WORK INSTRUCTIONS: Please filter the entries and return only the lines that include "MOTTO".

WORKING DATA:
<<<<
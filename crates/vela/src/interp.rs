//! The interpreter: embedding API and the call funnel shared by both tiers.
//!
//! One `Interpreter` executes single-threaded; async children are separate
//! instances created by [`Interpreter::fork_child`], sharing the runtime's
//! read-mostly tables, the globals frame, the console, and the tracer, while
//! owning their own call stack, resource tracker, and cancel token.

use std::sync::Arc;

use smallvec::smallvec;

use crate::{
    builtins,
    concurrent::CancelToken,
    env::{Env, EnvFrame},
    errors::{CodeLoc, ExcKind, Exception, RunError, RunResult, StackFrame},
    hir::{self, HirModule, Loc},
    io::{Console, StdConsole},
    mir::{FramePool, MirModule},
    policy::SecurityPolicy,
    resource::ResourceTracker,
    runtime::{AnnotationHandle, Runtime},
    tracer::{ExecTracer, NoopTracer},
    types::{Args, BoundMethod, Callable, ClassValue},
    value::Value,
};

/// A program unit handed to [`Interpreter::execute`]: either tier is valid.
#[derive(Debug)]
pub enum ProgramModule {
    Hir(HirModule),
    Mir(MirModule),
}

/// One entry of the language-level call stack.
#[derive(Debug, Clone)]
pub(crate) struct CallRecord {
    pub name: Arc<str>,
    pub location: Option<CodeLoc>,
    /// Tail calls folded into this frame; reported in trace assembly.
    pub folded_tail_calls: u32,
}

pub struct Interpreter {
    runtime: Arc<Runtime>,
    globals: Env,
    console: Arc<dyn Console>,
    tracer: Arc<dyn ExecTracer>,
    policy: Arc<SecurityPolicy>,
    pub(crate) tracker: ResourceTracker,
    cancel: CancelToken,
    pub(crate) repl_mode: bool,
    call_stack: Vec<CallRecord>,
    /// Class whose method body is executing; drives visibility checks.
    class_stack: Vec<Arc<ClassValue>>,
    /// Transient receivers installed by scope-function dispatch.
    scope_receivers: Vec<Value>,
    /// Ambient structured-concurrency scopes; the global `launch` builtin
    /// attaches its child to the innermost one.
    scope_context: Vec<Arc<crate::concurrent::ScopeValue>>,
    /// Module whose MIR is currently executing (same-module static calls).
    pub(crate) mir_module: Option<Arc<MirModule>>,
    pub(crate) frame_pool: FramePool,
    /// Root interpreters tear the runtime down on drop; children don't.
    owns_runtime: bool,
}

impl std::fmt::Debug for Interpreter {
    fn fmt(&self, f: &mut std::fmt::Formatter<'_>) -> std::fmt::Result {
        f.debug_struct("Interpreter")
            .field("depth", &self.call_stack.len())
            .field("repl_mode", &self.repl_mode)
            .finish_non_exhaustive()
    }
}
>>>>
<<<<
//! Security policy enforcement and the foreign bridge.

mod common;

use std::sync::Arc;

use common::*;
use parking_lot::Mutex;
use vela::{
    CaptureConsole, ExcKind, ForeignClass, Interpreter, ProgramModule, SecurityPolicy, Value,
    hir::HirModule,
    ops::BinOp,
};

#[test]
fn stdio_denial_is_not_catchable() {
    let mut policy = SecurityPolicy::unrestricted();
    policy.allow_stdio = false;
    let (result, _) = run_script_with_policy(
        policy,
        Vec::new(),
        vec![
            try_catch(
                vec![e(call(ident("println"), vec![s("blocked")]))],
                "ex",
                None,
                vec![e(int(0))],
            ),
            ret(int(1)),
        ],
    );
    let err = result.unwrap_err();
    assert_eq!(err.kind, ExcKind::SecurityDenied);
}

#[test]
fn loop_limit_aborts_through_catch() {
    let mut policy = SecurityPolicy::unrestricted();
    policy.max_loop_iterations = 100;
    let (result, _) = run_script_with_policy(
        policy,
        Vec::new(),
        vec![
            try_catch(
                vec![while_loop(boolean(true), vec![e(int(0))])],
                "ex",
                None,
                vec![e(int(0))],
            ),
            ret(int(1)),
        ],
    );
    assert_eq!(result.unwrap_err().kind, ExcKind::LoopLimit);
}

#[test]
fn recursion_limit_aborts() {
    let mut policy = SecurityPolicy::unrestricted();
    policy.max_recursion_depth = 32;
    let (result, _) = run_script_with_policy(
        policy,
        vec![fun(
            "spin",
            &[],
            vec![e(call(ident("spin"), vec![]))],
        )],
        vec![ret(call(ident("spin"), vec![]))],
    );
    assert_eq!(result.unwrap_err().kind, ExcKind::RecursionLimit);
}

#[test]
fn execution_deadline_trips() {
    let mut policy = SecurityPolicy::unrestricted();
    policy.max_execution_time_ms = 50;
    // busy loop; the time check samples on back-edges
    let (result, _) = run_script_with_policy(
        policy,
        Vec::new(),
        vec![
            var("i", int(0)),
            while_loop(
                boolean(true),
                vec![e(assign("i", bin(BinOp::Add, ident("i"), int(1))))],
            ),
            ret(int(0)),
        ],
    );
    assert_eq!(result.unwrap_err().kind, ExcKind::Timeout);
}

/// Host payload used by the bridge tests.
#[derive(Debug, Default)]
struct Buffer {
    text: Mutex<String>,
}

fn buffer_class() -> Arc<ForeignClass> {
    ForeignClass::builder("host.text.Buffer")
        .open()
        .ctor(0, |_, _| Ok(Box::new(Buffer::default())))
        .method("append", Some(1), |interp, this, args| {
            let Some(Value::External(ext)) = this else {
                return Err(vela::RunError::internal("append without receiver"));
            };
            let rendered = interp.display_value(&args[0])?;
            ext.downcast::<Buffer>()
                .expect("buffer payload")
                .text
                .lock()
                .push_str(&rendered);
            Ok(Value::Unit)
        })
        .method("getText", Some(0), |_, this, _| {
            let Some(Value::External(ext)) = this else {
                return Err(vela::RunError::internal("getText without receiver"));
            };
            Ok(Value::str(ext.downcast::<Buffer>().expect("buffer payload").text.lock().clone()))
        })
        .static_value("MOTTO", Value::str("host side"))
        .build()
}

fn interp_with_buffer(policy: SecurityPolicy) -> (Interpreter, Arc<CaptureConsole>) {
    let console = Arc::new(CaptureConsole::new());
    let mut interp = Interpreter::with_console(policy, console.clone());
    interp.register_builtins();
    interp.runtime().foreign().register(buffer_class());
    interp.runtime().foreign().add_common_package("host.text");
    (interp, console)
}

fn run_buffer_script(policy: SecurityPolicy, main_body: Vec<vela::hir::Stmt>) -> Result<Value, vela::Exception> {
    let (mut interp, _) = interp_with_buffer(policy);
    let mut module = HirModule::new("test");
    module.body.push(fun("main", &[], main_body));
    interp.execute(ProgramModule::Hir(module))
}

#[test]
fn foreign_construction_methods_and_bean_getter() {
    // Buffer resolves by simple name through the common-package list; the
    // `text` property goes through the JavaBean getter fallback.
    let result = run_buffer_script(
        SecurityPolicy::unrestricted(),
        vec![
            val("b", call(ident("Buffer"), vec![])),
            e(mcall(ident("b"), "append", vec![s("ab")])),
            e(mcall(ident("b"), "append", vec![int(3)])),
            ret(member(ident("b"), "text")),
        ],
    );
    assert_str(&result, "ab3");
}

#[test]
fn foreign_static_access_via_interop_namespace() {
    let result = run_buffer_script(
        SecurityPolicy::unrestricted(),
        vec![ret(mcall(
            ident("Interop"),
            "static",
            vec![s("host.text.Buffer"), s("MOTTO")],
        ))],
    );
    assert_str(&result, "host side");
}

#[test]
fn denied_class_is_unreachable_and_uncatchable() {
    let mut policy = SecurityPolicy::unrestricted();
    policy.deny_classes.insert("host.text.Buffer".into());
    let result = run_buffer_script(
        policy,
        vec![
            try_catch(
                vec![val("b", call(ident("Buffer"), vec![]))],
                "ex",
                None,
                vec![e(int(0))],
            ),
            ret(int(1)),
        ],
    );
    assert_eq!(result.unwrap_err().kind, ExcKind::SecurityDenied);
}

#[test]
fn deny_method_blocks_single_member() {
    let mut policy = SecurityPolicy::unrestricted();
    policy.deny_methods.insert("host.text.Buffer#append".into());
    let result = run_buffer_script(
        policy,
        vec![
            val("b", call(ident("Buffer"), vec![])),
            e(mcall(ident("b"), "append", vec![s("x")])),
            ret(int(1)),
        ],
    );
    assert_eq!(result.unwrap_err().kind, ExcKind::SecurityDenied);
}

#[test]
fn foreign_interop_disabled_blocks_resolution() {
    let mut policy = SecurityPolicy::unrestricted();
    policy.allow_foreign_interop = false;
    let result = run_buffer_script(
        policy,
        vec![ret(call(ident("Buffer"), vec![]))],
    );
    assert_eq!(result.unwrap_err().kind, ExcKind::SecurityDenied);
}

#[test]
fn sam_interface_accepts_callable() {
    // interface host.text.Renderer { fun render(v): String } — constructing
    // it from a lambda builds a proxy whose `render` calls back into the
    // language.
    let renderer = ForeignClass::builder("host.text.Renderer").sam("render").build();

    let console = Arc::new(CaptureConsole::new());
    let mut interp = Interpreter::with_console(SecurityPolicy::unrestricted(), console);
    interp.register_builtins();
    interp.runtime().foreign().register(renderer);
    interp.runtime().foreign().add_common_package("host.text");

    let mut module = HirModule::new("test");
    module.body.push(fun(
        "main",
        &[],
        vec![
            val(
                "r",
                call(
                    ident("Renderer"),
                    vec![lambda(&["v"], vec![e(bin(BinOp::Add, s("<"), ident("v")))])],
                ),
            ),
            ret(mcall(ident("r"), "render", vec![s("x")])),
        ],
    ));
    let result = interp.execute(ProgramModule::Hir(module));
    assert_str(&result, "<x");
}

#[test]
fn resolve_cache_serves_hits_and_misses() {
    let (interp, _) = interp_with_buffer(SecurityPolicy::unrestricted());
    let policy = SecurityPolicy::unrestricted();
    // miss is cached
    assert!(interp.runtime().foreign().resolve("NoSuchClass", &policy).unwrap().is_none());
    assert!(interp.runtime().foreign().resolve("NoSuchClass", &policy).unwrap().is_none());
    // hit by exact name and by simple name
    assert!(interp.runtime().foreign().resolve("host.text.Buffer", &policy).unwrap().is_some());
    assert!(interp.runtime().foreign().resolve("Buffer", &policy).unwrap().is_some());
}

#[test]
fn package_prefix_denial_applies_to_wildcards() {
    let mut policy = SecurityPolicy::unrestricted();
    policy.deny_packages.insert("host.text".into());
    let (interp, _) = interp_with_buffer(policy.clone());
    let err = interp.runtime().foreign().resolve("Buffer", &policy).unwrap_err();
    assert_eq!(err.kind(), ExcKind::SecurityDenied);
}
>>>>
<<<<
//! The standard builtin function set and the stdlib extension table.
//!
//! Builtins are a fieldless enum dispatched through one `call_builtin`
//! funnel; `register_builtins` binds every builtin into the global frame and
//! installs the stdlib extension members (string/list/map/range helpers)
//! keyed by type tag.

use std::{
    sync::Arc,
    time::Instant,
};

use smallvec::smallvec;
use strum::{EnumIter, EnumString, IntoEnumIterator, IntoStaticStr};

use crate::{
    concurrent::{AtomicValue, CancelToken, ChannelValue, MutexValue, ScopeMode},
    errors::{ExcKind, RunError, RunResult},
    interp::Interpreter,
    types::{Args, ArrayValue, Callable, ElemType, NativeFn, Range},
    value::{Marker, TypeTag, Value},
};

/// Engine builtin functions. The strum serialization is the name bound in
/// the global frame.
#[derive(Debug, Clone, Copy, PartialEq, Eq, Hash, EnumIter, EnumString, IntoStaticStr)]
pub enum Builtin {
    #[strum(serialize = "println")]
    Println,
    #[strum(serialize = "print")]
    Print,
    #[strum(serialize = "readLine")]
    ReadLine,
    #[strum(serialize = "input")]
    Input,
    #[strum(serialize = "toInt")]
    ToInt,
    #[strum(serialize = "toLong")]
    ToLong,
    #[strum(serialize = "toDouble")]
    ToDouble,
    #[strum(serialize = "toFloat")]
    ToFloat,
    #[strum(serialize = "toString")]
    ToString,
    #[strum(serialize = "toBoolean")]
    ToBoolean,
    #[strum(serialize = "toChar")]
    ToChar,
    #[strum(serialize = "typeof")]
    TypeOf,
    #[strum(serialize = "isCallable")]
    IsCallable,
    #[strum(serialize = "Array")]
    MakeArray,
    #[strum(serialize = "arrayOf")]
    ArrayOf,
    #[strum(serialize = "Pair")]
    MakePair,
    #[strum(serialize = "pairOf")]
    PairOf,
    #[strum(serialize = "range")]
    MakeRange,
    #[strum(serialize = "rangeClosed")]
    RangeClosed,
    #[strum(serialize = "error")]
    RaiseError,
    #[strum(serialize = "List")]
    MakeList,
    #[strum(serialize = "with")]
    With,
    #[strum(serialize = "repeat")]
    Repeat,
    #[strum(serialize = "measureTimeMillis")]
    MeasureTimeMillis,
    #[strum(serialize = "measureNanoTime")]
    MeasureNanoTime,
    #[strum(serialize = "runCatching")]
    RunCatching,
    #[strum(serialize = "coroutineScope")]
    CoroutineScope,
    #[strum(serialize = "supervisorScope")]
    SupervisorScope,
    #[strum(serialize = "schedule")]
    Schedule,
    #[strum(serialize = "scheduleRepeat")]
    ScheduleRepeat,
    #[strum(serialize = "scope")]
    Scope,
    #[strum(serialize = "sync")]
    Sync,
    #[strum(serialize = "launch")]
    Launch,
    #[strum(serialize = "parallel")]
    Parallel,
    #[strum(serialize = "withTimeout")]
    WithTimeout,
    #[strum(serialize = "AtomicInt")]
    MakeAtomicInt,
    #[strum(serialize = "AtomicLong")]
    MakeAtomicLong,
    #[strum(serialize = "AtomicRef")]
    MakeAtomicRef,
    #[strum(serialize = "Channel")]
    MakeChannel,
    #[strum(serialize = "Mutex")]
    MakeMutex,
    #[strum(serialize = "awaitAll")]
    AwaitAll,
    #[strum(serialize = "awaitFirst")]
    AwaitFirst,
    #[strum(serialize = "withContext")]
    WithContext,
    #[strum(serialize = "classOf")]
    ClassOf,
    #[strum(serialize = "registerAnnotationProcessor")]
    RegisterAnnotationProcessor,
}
>>>>
WRITTEN ANSWER:
        .static_value("MOTTO", Value::str("host side"))
            vec![s("host.text.Buffer"), s("MOTTO")],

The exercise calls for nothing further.